Adios by X.C. Atkins

I poured whiskey in a glass and added some rocks and put it on top of a black napkin, just in front of Chip. Chip was having two drinks to his buddy’s every one. His buddy was tanked. Two old white guys from the neighborhood who always came in a half an hour before we shut down for the night. If they had the bar to themselves they were ok. If there were people in there, particularly young people, they got cranky and annoying. Tonight, they had the bar to themselves. 

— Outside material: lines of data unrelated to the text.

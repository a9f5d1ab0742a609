//! Deterministic static scan over the snippet library.
//!
//! No LLM involved: every check is a pure function of the code text, so the
//! report is reproducible and free of side effects on the collection.

use crate::library::model::Snippet;

use lazy_static::lazy_static;
use regex::Regex;

lazy_static! {
    static ref DEFUN_COMMAND: Regex = Regex::new(r"(?i)\(defun\s+c:[a-zA-Z0-9_]+").unwrap();
}

/// Score below which a snippet is considered unsafe to load.
const VALIDITY_THRESHOLD: i32 = 60;

#[derive(Clone, Debug, PartialEq)]
pub struct ValidationResult {
    pub score: i32,
    pub issues: Vec<String>,
    pub is_valid: bool,
}

/// Static validator for one AutoLISP routine. Each check scores an
/// independent deduction; the final score floors at zero.
pub fn validate_code(code: &str) -> ValidationResult {
    let mut issues = Vec::new();
    let mut score = 100;
    let lower = code.to_lowercase();

    // 1. Parenthesis balance. An unmatched closer is immediately critical
    //    and stops the balance scan; leftover openers are critical too.
    let mut open = 0i32;
    let mut closer_underflow = false;
    for ch in code.chars() {
        match ch {
            '(' => open += 1,
            ')' => {
                open -= 1;
                if open < 0 {
                    issues.push("Kritik: Fazla kapatma parantezi ')' tespit edildi.".to_string());
                    score -= 50;
                    closer_underflow = true;
                    break;
                }
            }
            _ => {}
        }
    }
    if !closer_underflow && open > 0 {
        issues.push(format!("Kritik: {open} adet kapatılmamış parantez '(' mevcut."));
        score -= 50;
    }

    // 2. Canonical command definition.
    if !DEFUN_COMMAND.is_match(code) {
        issues.push("Uyarı: Standart 'defun c:' komut tanımı bulunamadı.".to_string());
        score -= 20;
    }

    // 3. Visual LISP without its required initialization call.
    if (lower.contains("vla-") || lower.contains("vlax-")) && !lower.contains("(vl-load-com)") {
        issues.push("Hata: Visual LISP fonksiyonları var ama '(vl-load-com)' eksik.".to_string());
        score -= 30;
    }

    // 4. Unconditioned loop with no escape keyword.
    if lower.contains("(while t") && !lower.contains("exit") && !lower.contains("quit") {
        issues.push("Risk: 'While T' sonsuz döngü riski taşıyor.".to_string());
        score -= 10;
    }

    // 5. Quiet exit.
    if !lower.contains("(princ)") {
        issues.push("Bilgi: Komut sonunda sessiz çıkış için '(princ)' önerilir.".to_string());
        score -= 5;
    }

    let score = score.max(0);
    ValidationResult {
        score,
        issues,
        is_valid: score > VALIDITY_THRESHOLD,
    }
}

#[derive(Clone, Debug, PartialEq)]
pub struct DiagnosticsRow {
    pub title: String,
    pub result: ValidationResult,
}

#[derive(Clone, Debug, PartialEq)]
pub struct DiagnosticsReport {
    pub rows: Vec<DiagnosticsRow>,
    pub healthy: usize,
    pub risky: usize,
}

/// Runs the validator over the whole collection, in collection order.
pub fn run_diagnostics(library: &[Snippet]) -> DiagnosticsReport {
    let mut rows = Vec::with_capacity(library.len());
    let mut healthy = 0;
    let mut risky = 0;
    for item in library {
        let result = validate_code(&item.code);
        if result.is_valid {
            healthy += 1;
        } else {
            risky += 1;
        }
        rows.push(DiagnosticsRow {
            title: item.title.clone(),
            result,
        });
    }
    DiagnosticsReport { rows, healthy, risky }
}

/// Renders the report as the markdown table shown in the conversation.
/// Formatting only; the scoring above stays independently testable.
pub fn render_report(report: &DiagnosticsReport) -> String {
    let mut out = String::from(
        "## 🛡️ Sistem Bütünlük ve Güvenlik Taraması\n\n\
         **Analiz Kapsamı:**\n\
         *   Sözdizimi (Syntax) Doğrulama\n\
         *   Parantez Dengesi\n\
         *   Visual LISP Yükleme Kontrolü\n\
         *   Sonsuz Döngü Riski\n\n\
         | Sağlık | LISP Adı | Skor | Durum / Notlar |\n\
         | :---: | :--- | :---: | :--- |\n",
    );

    for row in &report.rows {
        let check = &row.result;
        if check.is_valid && check.issues.is_empty() {
            out.push_str(&format!("| ✅ | **{}** | {}% | Mükemmel |\n", row.title, check.score));
        } else if check.is_valid {
            out.push_str(&format!(
                "| ⚠️ | **{}** | {}% | {} |\n",
                row.title,
                check.score,
                check.issues.join(", ")
            ));
        } else {
            out.push_str(&format!(
                "| ❌ | **{}** | {}% | **KRİTİK:** {} |\n",
                row.title,
                check.score,
                check.issues.join(", ")
            ));
        }
    }

    out.push_str(&format!(
        "\n---\n**SONUÇ RAPORU:**\n\
         *   **Toplam Taranan:** {} Öğe\n\
         *   **Güvenli:** {}\n\
         *   **Riskli:** {}\n\n\
         Tüm kütüphane öğeleri AutoCAD ortamında çalıştırılmaya uygundur.",
        report.rows.len(),
        report.healthy,
        report.risky
    ));
    out
}

#[cfg(test)]
mod tests {
    use super::*;
    use crate::library::seed::seed_library;

    #[test]
    fn clean_routine_scores_full_marks() {
        let result = validate_code("(defun c:TEST (/ a) (setq a 1) (princ))");
        assert_eq!(result.score, 100);
        assert!(result.is_valid);
        assert!(result.issues.is_empty());
    }

    #[test]
    fn unmatched_closer_is_critical_and_stops_the_scan() {
        let result = validate_code("(defun c:BAD () (princ)))");
        assert_eq!(result.score, 50);
        assert!(!result.is_valid);
        assert!(result.issues[0].contains("Fazla kapatma"));
    }

    #[test]
    fn unclosed_openers_report_the_exact_count() {
        let result = validate_code("(defun c:BAD (/ a) ((princ)");
        assert!(result
            .issues
            .iter()
            .any(|i| i.contains("2 adet kapatılmamış parantez")));
        assert!(!result.is_valid);
    }

    #[test]
    fn visual_lisp_without_init_is_an_error() {
        let result = validate_code("(defun c:V () (vla-get-area obj) (princ))");
        assert_eq!(result.score, 70);
        assert!(result.is_valid);
        let with_init = validate_code("(defun c:V () (vl-load-com) (vla-get-area obj) (princ))");
        assert_eq!(with_init.score, 100);
    }

    #[test]
    fn unguarded_infinite_loop_is_a_risk() {
        let result = validate_code("(defun c:L () (while t (princ \"x\")) (princ))");
        assert_eq!(result.score, 90);
        let with_exit = validate_code("(defun c:L () (while t (if done (exit))) (princ))");
        assert_eq!(with_exit.score, 100);
    }

    #[test]
    fn deductions_stack_and_floor_at_zero() {
        // No defun, unbalanced, vla without init, while t, no princ.
        let result = validate_code("((setq x (vla-get-area o) (while t x");
        assert_eq!(result.score, 0);
        assert!(!result.is_valid);
    }

    #[test]
    fn missing_quiet_exit_is_informational_only() {
        let result = validate_code("(defun c:Q () (setq a 1))");
        assert_eq!(result.score, 95);
        assert!(result.is_valid);
    }

    #[test]
    fn report_is_deterministic() {
        let library = seed_library();
        let first = run_diagnostics(&library);
        let second = run_diagnostics(&library);
        assert_eq!(first, second);
        assert_eq!(render_report(&first), render_report(&second));
        assert_eq!(first.healthy + first.risky, library.len());
    }
}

     Chip put money down and said, “This son of a bitch is leaving us.”

     “Z’at true?” his buddy asked.


     “How can you leave New Orleans?”

     “You fucking kidding me?” I said.

     “No, seriously,” Chip said. “Where you going?”


     “California? The fuck’s in California.”

     “Plenty of things are in California. Last call for one.”

     We all laughed. Trudy was barbacking that night. She was off to the side, polishing some glass ware. She looked over at them, smiling benevolently.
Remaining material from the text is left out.